Ele citou experiências de pré-pagamento em outros países como o Reino Unido,
a África do Sul, a Colômbia e a Argentina. Segundo ele, nesses locais, os
consumidores estão satisfeitos.
A representante do Procon-RJ Cláudia Henrique da Silva discordou do diretor
da Aneel e disse que estudos recentes sobre esse modelo em outros países mostram
que não houve redução da conta de energia para o consumidor médio. “Além de
serem países com realidades e legislações bem diferentes da nossa, os estudos
que fizemos sobre alguns desses lugares mostram que quem lucra [com o sistema
pré-pago de energia elétrica] são as fábricas, comerciantes, indústrias. Nós,
jamais. O consumidor em baixa escala não tem benefício nenhum.”

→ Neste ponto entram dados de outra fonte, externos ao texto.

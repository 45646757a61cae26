//! # RunTally: outcome counters per run name
//!
//! Folds run events into [`RunStats`], keyed by the runner name (see
//! [`SlowStart::with_name`](crate::SlowStart::with_name)). A controller that
//! runs slow start once per sync pass can read how many items keep being
//! skipped for an object without wiring its own subscriber.
//!
//! ```text
//! RunStarting      → runs += 1, requested += n
//! RunCompleted     → completed += 1, attempted += n
//! RunAborted       → aborted += 1, attempted += n, skipped += n
//! ContractViolated → violations += 1
//! ```
//!
//! Batch events are never queued for it. Runs without a name are tallied
//! under `""`.

use std::collections::HashMap;
use std::sync::{PoisonError, RwLock};

use async_trait::async_trait;

use crate::events::{Event, EventKind};
use crate::subscribers::Subscribe;

/// Accumulated outcomes of every run seen under one name.
#[derive(Clone, Debug, Default, PartialEq, Eq)]
pub struct RunStats {
    /// Runs started.
    pub runs: usize,
    /// Runs that attempted every requested item.
    pub completed: usize,
    /// Runs stopped by a failing batch.
    pub aborted: usize,
    /// Runs stopped by an out-of-range failure report.
    pub violations: usize,
    /// Items requested, summed over runs.
    pub requested: usize,
    /// Items handed to callbacks, summed over finished runs.
    pub attempted: usize,
    /// Items never attempted, summed over aborted runs.
    pub skipped: usize,
}

impl RunStats {
    fn apply(&mut self, ev: &Event) {
        let n = |field: Option<usize>| field.unwrap_or(0);
        match ev.kind {
            EventKind::RunStarting => {
                self.runs += 1;
                self.requested += n(ev.requested);
            }
            EventKind::RunCompleted => {
                self.completed += 1;
                self.attempted += n(ev.attempted);
            }
            EventKind::RunAborted => {
                self.aborted += 1;
                self.attempted += n(ev.attempted);
                self.skipped += n(ev.skipped);
            }
            EventKind::ContractViolated => self.violations += 1,
            _ => {}
        }
    }
}

/// Subscriber keeping [`RunStats`] per run name.
pub struct RunTally {
    inner: RwLock<HashMap<String, RunStats>>,
    capacity: usize,
}

impl RunTally {
    #[must_use]
    pub fn new() -> Self {
        Self {
            inner: RwLock::new(HashMap::new()),
            capacity: 256,
        }
    }

    /// Configure the queue capacity for this subscriber.
    #[must_use]
    pub fn with_capacity(mut self, capacity: usize) -> Self {
        self.capacity = capacity.max(1);
        self
    }

    /// Stats for the run named `name`, if any of its runs started.
    #[must_use]
    pub fn get(&self, name: &str) -> Option<RunStats> {
        let g = self.inner.read().unwrap_or_else(PoisonError::into_inner);
        g.get(name).cloned()
    }

    /// All stats, sorted by run name.
    #[must_use]
    pub fn snapshot(&self) -> Vec<(String, RunStats)> {
        let g = self.inner.read().unwrap_or_else(PoisonError::into_inner);
        let mut v: Vec<_> = g.iter().map(|(k, s)| (k.clone(), s.clone())).collect();
        v.sort_unstable_by(|a, b| a.0.cmp(&b.0));
        v
    }
}

impl Default for RunTally {
    fn default() -> Self {
        Self::new()
    }
}

#[async_trait]
impl Subscribe for RunTally {
    async fn on_event(&self, ev: &Event) {
        if !ev.kind.is_run() {
            return;
        }
        let name = ev.name.as_deref().unwrap_or("");
        let mut g = self.inner.write().unwrap_or_else(PoisonError::into_inner);
        g.entry(name.to_owned()).or_default().apply(ev);
    }

    fn name(&self) -> &'static str {
        "RunTally"
    }
    fn queue_capacity(&self) -> usize {
        self.capacity
    }
    fn batch_events(&self) -> bool {
        false
    }
}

O presidente da Associação de Moradores de Vigário Geral, João Ricardo
Serafim, defendeu maior fiscalização por parte das autoridades nos serviços
prestados pelas concessionárias de energia elétrica. Para ele, a tecnologia deve
ser aplicada para melhorar a condição de vida dos moradores e não aumentar
lucros das empresas. “Precisamos ter parâmetros preliminares, como a questão dos
impostos e de diferenciação de energia para o desenvolvimento social e não para
ganhar dinheiro. Para os pequenos comerciantes, por exemplo, o valor cobrado não
pode ser igual ao de um shopping", declarou. “Essa é a discussão que
temos que tratar aqui.”
Os benefícios para as concessionárias são, principalmente, o fim dos custos
com inadimplência, impressão e entrega de fatura, suspensão e religamento da
energia.
Essa foi a nona audiência pública realizada pela Aneel no país para tratar do
tema. A última delas ocorre amanhã (20) em Cuiabá. Sugestões podem ser enviadas
por e-mail (ap048_2012@aneel.gov.br), fax (61-2192-8839) ou correspondência
(SGAN, Quadra 603, Módulo 1, Térreo, Protocolo Geral, CEP 70.830-030,
Brasília-DF) até o dia 25 deste mês.
A expectativa da Aneel é que a regulamentação do novo modelo de pagamento de
energia elétrica seja publicada no início de 2013.